De passage dans le bureau de Quentin pour lui déposer des notes, François remarque les étagères garnies de magazines comme 24h01, Médor, Pédale, So Foot, Society… S’entame une discussion sur ces dernières innovations en matière de presse magazine. François se confie alors sur une idée qui l’habite depuis un moment : inventer le So Foot ou le Society de la politique belge. Amateurs de sport, en particulier de cyclisme, Quentin et lui sont tous deux impressionnés par ce que les magazines du groupe français So Press ont réussi à produire, mariant les interviews grand format et les récits nourris de références historiques, le tout dans un style unique, à la fois drôle et érudit.
C’est ce soir-là, dans un bureau aux murs de briques peintes, que jaillit la première étincelle.

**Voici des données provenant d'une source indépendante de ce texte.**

//! Orders: checkout from the cart, cancellation, history and the admin
//! overrides.
//!
//! Status changes driven by payments and deliveries go through
//! [`advance`], which enforces [`OrderStatus::can_transition_to`].
//! `force_status` is the only path that bypasses the table.

use std::sync::Arc;

use async_trait::async_trait;
use chrono::Utc;
use model::{CartStatus, Delivery, Order, OrderStatus, Payment};
use repository::{
    CartsRepository, DeliveriesRepository, OrdersRepository, PaymentsRepository,
    ProductsRepository, Session, Store,
};
use rust_decimal::Decimal;
use serde::Serialize;
use tracing::{info, instrument, warn};
use uuid::Uuid;

use crate::access::Caller;
use crate::error::{ServiceError, conflict, invalid, not_found};

/// An order with its payment and delivery, when they exist.
#[derive(Debug, Clone, Serialize)]
pub struct OrderDetails {
    #[serde(flatten)]
    pub order: Order,
    pub payment: Option<Payment>,
    pub delivery: Option<Delivery>,
}

#[async_trait]
pub trait OrderService: Send + Sync {
    /// Turns the caller's active cart into a `CREATED` order and empties the
    /// cart, atomically.
    async fn checkout(&self, caller: &Caller) -> Result<Order, ServiceError>;

    /// Cancels one of the caller's own orders while it is still `CREATED`
    /// or `PREPARING`.
    async fn cancel(&self, caller: &Caller, order_id: Uuid) -> Result<Order, ServiceError>;

    /// The caller's orders, newest first.
    async fn history(&self, caller: &Caller) -> Result<Vec<Order>, ServiceError>;
    async fn get(&self, caller: &Caller, order_id: Uuid) -> Result<OrderDetails, ServiceError>;
    async fn list_all(&self, caller: &Caller) -> Result<Vec<Order>, ServiceError>;

    /// Sets any status, ignoring the transition table. Admin only.
    async fn force_status(
        &self,
        caller: &Caller,
        order_id: Uuid,
        status: OrderStatus,
    ) -> Result<Order, ServiceError>;

    /// Soft delete: marks the order `DELETED`. Admin only.
    async fn delete(&self, caller: &Caller, order_id: Uuid) -> Result<Order, ServiceError>;
}

pub struct OrderServiceImpl<S> {
    store: Arc<S>,
    delivery_fee: Decimal,
}

impl<S: Store> OrderServiceImpl<S> {
    pub fn new(store: Arc<S>, delivery_fee: Decimal) -> Self {
        Self { store, delivery_fee }
    }
}

pub(crate) async fn require_order(
    session: &mut dyn Session,
    id: Uuid,
) -> Result<Order, ServiceError> {
    session
        .get_order(id)
        .await?
        .ok_or_else(|| not_found("order", id))
}

/// Moves `order` to `next` if the transition table allows it.
pub(crate) async fn advance(
    session: &mut dyn Session,
    order: &mut Order,
    next: OrderStatus,
) -> Result<(), ServiceError> {
    if !order.status.can_transition_to(next) {
        return Err(invalid(format!(
            "order {} cannot move from {} to {}",
            order.id, order.status, next
        )));
    }
    session.update_order_status(order.id, next).await?;
    order.status = next;
    order.updated_at = Utc::now();
    Ok(())
}

/// Takes every line's quantity out of stock and moves the order to
/// `PREPARING`.
///
/// Stops at the first line the stock cannot cover; the caller drops the
/// session so nothing from the earlier lines is kept.
pub(crate) async fn prepare_order(
    session: &mut dyn Session,
    order: &mut Order,
) -> Result<(), ServiceError> {
    if !order.status.can_transition_to(OrderStatus::Preparing) {
        return Err(invalid(format!(
            "order {} is {} and cannot be prepared",
            order.id, order.status
        )));
    }
    for line in &order.lines {
        if !session.decrement_stock(line.product_id, line.quantity).await? {
            let product = session
                .get_product(line.product_id)
                .await?
                .ok_or_else(|| not_found("product", line.product_id))?;
            warn!(order_id = %order.id, product_id = %product.id, "Not enough stock to prepare order");
            return Err(ServiceError::InsufficientStock {
                product: product.name,
                available: product.stock,
                requested: line.quantity,
            });
        }
    }
    advance(session, order, OrderStatus::Preparing).await
}

#[async_trait]
impl<S: Store> OrderService for OrderServiceImpl<S> {
    #[instrument(skip(self))]
    async fn checkout(&self, caller: &Caller) -> Result<Order, ServiceError> {
        let mut s = self.store.begin().await?;
        let mut cart = s
            .find_cart_by_status(caller.user_id, CartStatus::Active)
            .await?
            .filter(|c| !c.lines.is_empty())
            .ok_or_else(|| invalid("cart is empty; cannot create an order"))?;

        let order = Order::from_cart_lines(caller.user_id, &cart.lines, self.delivery_fee);
        s.insert_order(&order).await?;

        s.clear_cart_lines(cart.id).await?;
        cart.clear();
        cart.status = CartStatus::Completed;
        s.update_cart(&cart).await?;
        s.commit().await?;

        info!(order_id = %order.id, total = %order.total, "Order created");
        Ok(order)
    }

    #[instrument(skip(self))]
    async fn cancel(&self, caller: &Caller, order_id: Uuid) -> Result<Order, ServiceError> {
        let mut s = self.store.begin().await?;
        let mut order = require_order(s.as_mut(), order_id).await?;
        if order.user_id != caller.user_id {
            return Err(ServiceError::Forbidden("cannot cancel an order you do not own".into()));
        }
        if order.status == OrderStatus::Cancelled {
            return Err(conflict("order is already cancelled"));
        }
        if !order.status.is_cancellable() {
            return Err(invalid(format!(
                "order is {} and can no longer be cancelled",
                order.status
            )));
        }
        advance(s.as_mut(), &mut order, OrderStatus::Cancelled).await?;
        s.commit().await?;

        info!(order_id = %order_id, "Order cancelled");
        Ok(order)
    }

    #[instrument(skip(self))]
    async fn history(&self, caller: &Caller) -> Result<Vec<Order>, ServiceError> {
        let mut s = self.store.begin().await?;
        Ok(s.orders_for_user(caller.user_id).await?)
    }

    #[instrument(skip(self))]
    async fn get(&self, caller: &Caller, order_id: Uuid) -> Result<OrderDetails, ServiceError> {
        let mut s = self.store.begin().await?;
        let order = require_order(s.as_mut(), order_id).await?;
        caller.require_owner_or_admin(order.user_id)?;
        let payment = s.find_payment_by_order(order_id).await?;
        let delivery = s.find_delivery_by_order(order_id).await?;
        Ok(OrderDetails {
            order,
            payment,
            delivery,
        })
    }

    #[instrument(skip(self))]
    async fn list_all(&self, caller: &Caller) -> Result<Vec<Order>, ServiceError> {
        caller.require_admin()?;
        let mut s = self.store.begin().await?;
        Ok(s.list_orders().await?)
    }

    #[instrument(skip(self))]
    async fn force_status(
        &self,
        caller: &Caller,
        order_id: Uuid,
        status: OrderStatus,
    ) -> Result<Order, ServiceError> {
        caller.require_admin()?;
        let mut s = self.store.begin().await?;
        let mut order = require_order(s.as_mut(), order_id).await?;
        s.update_order_status(order_id, status).await?;
        s.commit().await?;

        warn!(order_id = %order_id, from = %order.status, to = %status, "Order status forced");
        order.status = status;
        order.updated_at = Utc::now();
        Ok(order)
    }

    #[instrument(skip(self))]
    async fn delete(&self, caller: &Caller, order_id: Uuid) -> Result<Order, ServiceError> {
        caller.require_admin()?;
        let mut s = self.store.begin().await?;
        let mut order = require_order(s.as_mut(), order_id).await?;
        if order.status == OrderStatus::Deleted {
            return Err(conflict("order is already deleted"));
        }
        advance(s.as_mut(), &mut order, OrderStatus::Deleted).await?;
        s.commit().await?;
        Ok(order)
    }
}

Le lendemain matin. Sur Messenger. Quentin écrit à François : « Ton idée de « Society hors-série politique à la sauce belge » me trotte pas mal dans la tête, faudra qu’on en rediscute prochaine fois que tu te pointes à Louvain, mais ça me semble vachement faisable. Tu serais le rédac chef, et hop ! c’est parti. Bref à cogiter. ? » (sic)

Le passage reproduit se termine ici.